Domain Troubleshooting

When Google Public DNS cannot resolve a domain, it is often due to a problem with that domain or its authoritative name servers. The following steps can help determine what causes the problem, so that domain administrators can resolve it themselves.

Before starting these steps, check the domain at dns.google as described on the general troubleshooting page, which may refer you to a particular diagnostic step below. Otherwise, try all the following steps until you find the cause.

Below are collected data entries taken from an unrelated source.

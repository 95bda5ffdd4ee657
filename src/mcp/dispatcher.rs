//! Purpose: Route JSON-RPC methods and MCP tool calls to their handlers.
//! Exports: `ProtocolDispatcher`, `ToolRegistry`, `RegisteredTool`, `method_handler`, `tool_handler`.
//! Role: Transport-agnostic core shared by the raw TCP and HTTP/SSE paths.
//! Invariants: Both registries are filled before the dispatcher is shared and never change after.
//! Invariants: Every dispatched request reaches its reply callback exactly once.
//! Invariants: Handler panics are contained here and answered with -32603.

use std::collections::HashMap;
use std::panic::{AssertUnwindSafe, catch_unwind};
use std::sync::Arc;

use serde_json::{Map, Value, json};
use tracing::{debug, error};

use super::completion::Completion;
use super::protocol::{
    CallToolResult, InitializeResult, JsonRpcError, JsonRpcId, JsonRpcResponse, ServerMetadata,
    ToolDescriptor, params_object, parse_jsonrpc_request,
};

pub type MethodHandler = Arc<dyn Fn(Option<Value>, Completion) + Send + Sync>;
pub type ToolHandler = Arc<dyn Fn(Map<String, Value>, Completion) + Send + Sync>;

pub fn method_handler<F>(handler: F) -> MethodHandler
where
    F: Fn(Option<Value>, Completion) + Send + Sync + 'static,
{
    Arc::new(handler)
}

pub fn tool_handler<F>(handler: F) -> ToolHandler
where
    F: Fn(Map<String, Value>, Completion) + Send + Sync + 'static,
{
    Arc::new(handler)
}

#[derive(Clone)]
pub struct RegisteredTool {
    pub descriptor: ToolDescriptor,
    pub handler: ToolHandler,
}

/// Ordered, name-indexed tool table. Order is registration order.
#[derive(Clone, Default)]
pub struct ToolRegistry {
    tools: Vec<RegisteredTool>,
    index: HashMap<String, usize>,
}

impl ToolRegistry {
    pub fn new() -> Self {
        Self::default()
    }

    /// Register a tool. A later registration under the same name replaces the earlier one.
    pub fn register(&mut self, descriptor: ToolDescriptor, handler: ToolHandler) {
        let name = descriptor.name.clone();
        let tool = RegisteredTool {
            descriptor,
            handler,
        };
        match self.index.get(&name) {
            Some(&idx) => self.tools[idx] = tool,
            None => {
                self.index.insert(name, self.tools.len());
                self.tools.push(tool);
            }
        }
    }

    pub fn get(&self, name: &str) -> Option<&RegisteredTool> {
        self.index.get(name).map(|&idx| &self.tools[idx])
    }

    pub fn descriptors(&self) -> Vec<&ToolDescriptor> {
        self.tools.iter().map(|tool| &tool.descriptor).collect()
    }

    pub fn len(&self) -> usize {
        self.tools.len()
    }

    pub fn is_empty(&self) -> bool {
        self.tools.is_empty()
    }
}

pub struct ProtocolDispatcher {
    metadata: ServerMetadata,
    methods: HashMap<String, MethodHandler>,
    tools: Arc<ToolRegistry>,
}
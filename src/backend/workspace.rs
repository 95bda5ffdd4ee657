//! Purpose: Filesystem-backed command backend over one workspace directory.
//! Exports: `WorkspaceBackend`.
//! Role: Concrete `CommandBackend`; owns projects, open documents, sessions, build and debug state.
//! Invariants: Only the command thread touches this value; build results cross threads via
//! a shared record.
//! Invariants: At most one build and one debug session run at a time.
//! Notes: Relative paths in tool arguments resolve against the workspace root.

use std::collections::{BTreeMap, BTreeSet};
use std::fs;
use std::io;
use std::path::{Path, PathBuf};
use std::process::{Child, Command, Output, Stdio};
use std::sync::{Arc, Mutex, MutexGuard};
use std::thread;

use serde::{Deserialize, Serialize};
use time::OffsetDateTime;
use time::format_description::well_known::Rfc3339;
use tracing::{debug, info, warn};

use super::issues::parse_issues;
use super::search::{FileFilter, Matcher, walk_files};
use super::types::*;
use super::{CommandBackend, Reply};
use crate::core::error::{Error, ErrorKind};

const OVERRIDE_FILE: &str = ".codebridge.json";
const STATE_DIR: &str = ".codebridge";
const OUTPUT_TAIL_LINES: usize = 40;

#[derive(Clone, Copy, Debug, Eq, PartialEq)]
enum ProjectKind {
    Cargo,
    CMake,
    Make,
    Npm,
    Custom,
}

impl ProjectKind {
    fn detect(dir: &Path) -> Option<Self> {
        let markers = [
            ("Cargo.toml", ProjectKind::Cargo),
            ("CMakeLists.txt", ProjectKind::CMake),
            ("Makefile", ProjectKind::Make),
            ("package.json", ProjectKind::Npm),
            (OVERRIDE_FILE, ProjectKind::Custom),
        ];
        markers
            .into_iter()
            .find(|(marker, _)| dir.join(marker).is_file())
            .map(|(_, kind)| kind)
    }

    fn as_str(self) -> &'static str {
        match self {
            ProjectKind::Cargo => "cargo",
            ProjectKind::CMake => "cmake",
            ProjectKind::Make => "make",
            ProjectKind::Npm => "npm",
            ProjectKind::Custom => "custom",
        }
    }

    fn default_configs(self) -> Vec<BuildConfig> {
        let configs: &[(&str, &str)] = match self {
            ProjectKind::Cargo => &[
                ("debug", "cargo build"),
                ("release", "cargo build --release"),
            ],
            ProjectKind::CMake => &[
                (
                    "Debug",
                    "cmake -S . -B build/Debug -DCMAKE_BUILD_TYPE=Debug && cmake --build build/Debug",
                ),
                (
                    "Release",
                    "cmake -S . -B build/Release -DCMAKE_BUILD_TYPE=Release && cmake --build build/Release",
                ),
            ],
            ProjectKind::Make => &[("default", "make")],
            ProjectKind::Npm => &[("default", "npm run build")],
            ProjectKind::Custom => &[],
        };
        configs
            .iter()
            .map(|(name, command)| BuildConfig {
                name: (*name).to_string(),
                command: (*command).to_string(),
            })
            .collect()
    }

    fn default_debug_command(self) -> Option<String> {
        match self {
            ProjectKind::Cargo => Some("cargo run".to_string()),
            ProjectKind::Npm => Some("npm start".to_string()),
            ProjectKind::CMake | ProjectKind::Make | ProjectKind::Custom => None,
        }
    }
}

#[derive(Clone, Debug, Deserialize, Serialize)]
struct BuildConfig {
    name: String,
    command: String,
}

/// Contents of an optional `.codebridge.json` in a project directory.
#[derive(Debug, Default, Deserialize)]
struct ProjectOverride {
    #[serde(default)]
    name: Option<String>,
    #[serde(default)]
    build_configs: Vec<BuildConfig>,
    #[serde(default)]
    debug_command: Option<String>,
    #[serde(default)]
    dependencies: Vec<String>,
}

#[derive(Clone, Debug)]
struct Project {
    name: String,
    path: PathBuf,
    kind: ProjectKind,
    configs: Vec<BuildConfig>,
    active_config: Option<usize>,
    debug_command: Option<String>,
    dependencies: Vec<String>,
}

impl Project {
    fn load(dir: &Path) -> Option<Self> {
        let kind = ProjectKind::detect(dir)?;
        let overrides = read_override(dir);
        let name = overrides
            .name
            .or_else(|| {
                dir.file_name()
                    .map(|name| name.to_string_lossy().into_owned())
            })
            .unwrap_or_else(|| "workspace".to_string());
        let configs = if overrides.build_configs.is_empty() {
            kind.default_configs()
        } else {
            overrides.build_configs
        };
        Some(Self {
            name,
            path: dir.to_path_buf(),
            kind,
            active_config: if configs.is_empty() { None } else { Some(0) },
            configs,
            debug_command: overrides
                .debug_command
                .or_else(|| kind.default_debug_command()),
            dependencies: overrides.dependencies,
        })
    }

    fn active_config(&self) -> Option<&BuildConfig> {
        self.active_config.and_then(|idx| self.configs.get(idx))
    }

    fn info(&self) -> ProjectInfo {
        ProjectInfo {
            name: self.name.clone(),
            path: self.path.display().to_string(),
            kind: self.kind.as_str().to_string(),
            active_build_config: self.active_config().map(|config| config.name.clone()),
        }
    }
}

fn read_override(dir: &Path) -> ProjectOverride {
    let path = dir.join(OVERRIDE_FILE);
    let Ok(bytes) = fs::read(&path) else {
        return ProjectOverride::default();
    };
    match serde_json::from_slice(&bytes) {
        Ok(overrides) => overrides,
        Err(err) => {
            warn!(path = %path.display(), error = %err, "ignoring malformed project override");
            ProjectOverride::default()
        }
    }
}

/// The root itself plus each immediate, non-hidden subdirectory that looks like a project.
fn discover_projects(root: &Path) -> Vec<Project> {
    let mut dirs = vec![root.to_path_buf()];
    if let Ok(entries) = fs::read_dir(root) {
        let mut children: Vec<PathBuf> = entries
            .filter_map(Result::ok)
            .filter(|entry| entry.file_type().is_ok_and(|kind| kind.is_dir()))
            .filter(|entry| !entry.file_name().to_string_lossy().starts_with('.'))
            .map(|entry| entry.path())
            .collect();
        children.sort();
        dirs.extend(children);
    }
    dirs.iter().filter_map(|dir| Project::load(dir)).collect()
}

#[derive(Debug, Default)]
struct BuildRecord {
    status: BuildStatus,
    issues: Vec<Issue>,
}

struct DebugSession {
    project: String,
    child: Child,
}

#[derive(Debug)]
struct Document {
    text: String,
    modified: bool,
}

#[derive(Debug, Deserialize, Serialize)]
struct SessionFile {
    name: String,
    #[serde(default)]
    project: Option<String>,
    #[serde(default)]
    open_files: Vec<String>,
    #[serde(default)]
    saved_at: Option<String>,
}

type QuitHook = Box<dyn Fn() + Send + 'static>;

pub struct WorkspaceBackend {
    root: PathBuf,
    projects: Vec<Project>,
    current_project: Option<usize>,
    documents: BTreeMap<PathBuf, Document>,
    current_session: Option<String>,
    build: Arc<Mutex<BuildRecord>>,
    debug: Option<DebugSession>,
    on_quit: Option<QuitHook>,
}

impl WorkspaceBackend {
    pub fn open(root: impl AsRef<Path>) -> Result<Self, Error> {
        let root = root.as_ref();
        let root = fs::canonicalize(root).map_err(|err| {
            Error::new(ErrorKind::NotFound)
                .with_message("workspace directory not found")
                .with_path(root)
                .with_hint("Pass an existing directory with --workspace.")
                .with_source(err)
        })?;
        if !root.is_dir() {
            return Err(Error::new(ErrorKind::Usage)
                .with_message("workspace is not a directory")
                .with_path(&root)
                .with_hint("Pass a directory with --workspace."));
        }
        let projects = discover_projects(&root);
        info!(root = %root.display(), projects = projects.len(), "workspace opened");
        Ok(Self {
            current_project: if projects.is_empty() { None } else { Some(0) },
            root,
            projects,
            documents: BTreeMap::new(),
            current_session: None,
            build: Arc::new(Mutex::new(BuildRecord::default())),
            debug: None,
            on_quit: None,
        })
    }

    /// Install the action `quit` performs, typically a server shutdown trigger.
    pub fn with_quit_hook<F>(mut self, hook: F) -> Self
    where
        F: Fn() + Send + 'static,
    {
        self.on_quit = Some(Box::new(hook));
        self
    }

    pub fn root(&self) -> &Path {
        &self.root
    }

    fn refresh_projects(&mut self) {
        let current = self.current_project_name();
        let mut fresh = discover_projects(&self.root);
        for project in &mut fresh {
            let previous = self
                .projects
                .iter()
                .find(|old| old.path == project.path)
                .and_then(|old| old.active_config().map(|config| config.name.clone()));
            if let Some(name) = previous {
                if let Some(idx) = project.configs.iter().position(|c| c.name == name) {
                    project.active_config = Some(idx);
                }
            }
        }
        self.projects = fresh;
        self.current_project = current
            .and_then(|name| self.projects.iter().position(|p| p.name == name))
            .or(if self.projects.is_empty() { None } else { Some(0) });
    }

    fn current_project_name(&self) -> Option<String> {
        self.current_project
            .and_then(|idx| self.projects.get(idx))
            .map(|project| project.name.clone())
    }

    fn project_index(&self, name: Option<&str>) -> Result<usize, String> {
        match name {
            Some(name) => self
                .projects
                .iter()
                .position(|project| project.name == name)
                .ok_or_else(|| format!("project not found: {name}")),
            None => self
                .current_project
                .ok_or_else(|| "no current project in workspace".to_string()),
        }
    }

    fn resolve(&self, path: &str) -> PathBuf {
        let joined = self.root.join(path);
        fs::canonicalize(&joined).unwrap_or(joined)
    }

    fn display_path(&self, path: &Path) -> String {
        match path.strip_prefix(&self.root) {
            Ok(relative) => relative.to_string_lossy().replace('\\', "/"),
            Err(_) => path.display().to_string(),
        }
    }

    /// Open buffer contents when the file is open, disk contents otherwise.
    fn read_text(&self, path: &Path) -> io::Result<String> {
        match self.documents.get(path) {
            Some(document) => Ok(document.text.clone()),
            None => fs::read_to_string(path),
        }
    }

    fn build_record(&self) -> MutexGuard<'_, BuildRecord> {
        lock(&self.build)
    }

    fn search_paths(&self, paths: &[PathBuf], matcher: &Matcher, strict: bool) -> SearchResult {
        let mut matches = Vec::new();
        for path in paths {
            match self.read_text(path) {
                Ok(text) => matcher.find_in_text(&self.display_path(path), &text, &mut matches),
                Err(err) if strict => {
                    return SearchResult::failed(format!(
                        "cannot read {}: {err}",
                        self.display_path(path)
                    ));
                }
                Err(err) => debug!(path = %path.display(), error = %err, "skipping unreadable file"),
            }
        }
        SearchResult {
            success: true,
            total: matches.len(),
            matches,
            error: None,
        }
    }

    fn replace_paths(
        &mut self,
        paths: &[PathBuf],
        matcher: &Matcher,
        replacement: &str,
        strict: bool,
    ) -> ReplaceResult {
        let mut files = Vec::new();
        for path in paths {
            let text = match self.read_text(path) {
                Ok(text) => text,
                Err(err) if strict => {
                    return ReplaceResult::failed(format!(
                        "cannot read {}: {err}",
                        self.display_path(path)
                    ));
                }
                Err(_) => continue,
            };
            let (replaced, count) = matcher.replace(&text, replacement);
            if count == 0 {
                continue;
            }
            let shown = self.display_path(path);
            match self.documents.get_mut(path) {
                Some(document) => {
                    document.text = replaced;
                    document.modified = true;
                }
                None => {
                    if let Err(err) = fs::write(path, replaced) {
                        return ReplaceResult::failed(format!("cannot write {shown}: {err}"));
                    }
                }
            }
            files.push(FileReplacement { file: shown, count });
        }
        ReplaceResult {
            success: true,
            replacements: files.iter().map(|file| file.count).sum(),
            files,
            error: None,
        }
    }

    fn directory_files(
        &self,
        directory: &str,
        file_pattern: Option<&str>,
    ) -> Result<Vec<PathBuf>, String> {
        let dir = self.resolve(directory);
        if !dir.is_dir() {
            return Err(format!("not a directory: {directory}"));
        }
        let filter = file_pattern.map(FileFilter::new).transpose()?;
        Ok(walk_files(&dir, filter.as_ref()))
    }

    fn sessions_dir(&self) -> PathBuf {
        self.root.join(STATE_DIR).join("sessions")
    }

    fn session_path(&self, name: &str) -> Result<PathBuf, String> {
        let valid = !name.is_empty()
            && !name.starts_with('.')
            && name
                .chars()
                .all(|c| c.is_ascii_alphanumeric() || matches!(c, '-' | '_' | '.'));
        if !valid {
            return Err(format!("invalid session name: {name:?}"));
        }
        Ok(self.sessions_dir().join(format!("{name}.json")))
    }

    fn reap_debug(&mut self) {
        let exited = match self.debug.as_mut() {
            Some(session) => !matches!(session.child.try_wait(), Ok(None)),
            None => false,
        };
        if exited {
            debug!("debug session exited");
            self.debug = None;
        }
    }

    fn debug_result(&self) -> DebugResult {
        match &self.debug {
            Some(session) => DebugResult {
                success: true,
                running: true,
                project: Some(session.project.clone()),
                pid: Some(session.child.id()),
                error: None,
            },
            None => DebugResult {
                success: true,
                ..DebugResult::default()
            },
        }
    }
}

Step 1: Check for DNSSEC validation problems

If dns.google web lookups for the domain show "Status": 2 (SERVFAIL) and queries without DNSSEC succeed, there may be a DNSSSEC problem with the domain's name servers or its top-level domain (TLD) registry (which publishes DS records for DNSSEC validation of registered domains).

Changes in registrar or DNS service

DNSSEC problems can occur after a domain switches from a registrar or DNS service that supports DNSSEC to one that doesn't. If the previous service leaves stale DS records in the TLD registry, and the new service does not create new DNSKEY records with matching DS records in the TLD registry, validating resolvers like Google Public DNS cannot resolve the domain.

If this happens, ask your domain registrar to remove stale DS records from the TLD registry.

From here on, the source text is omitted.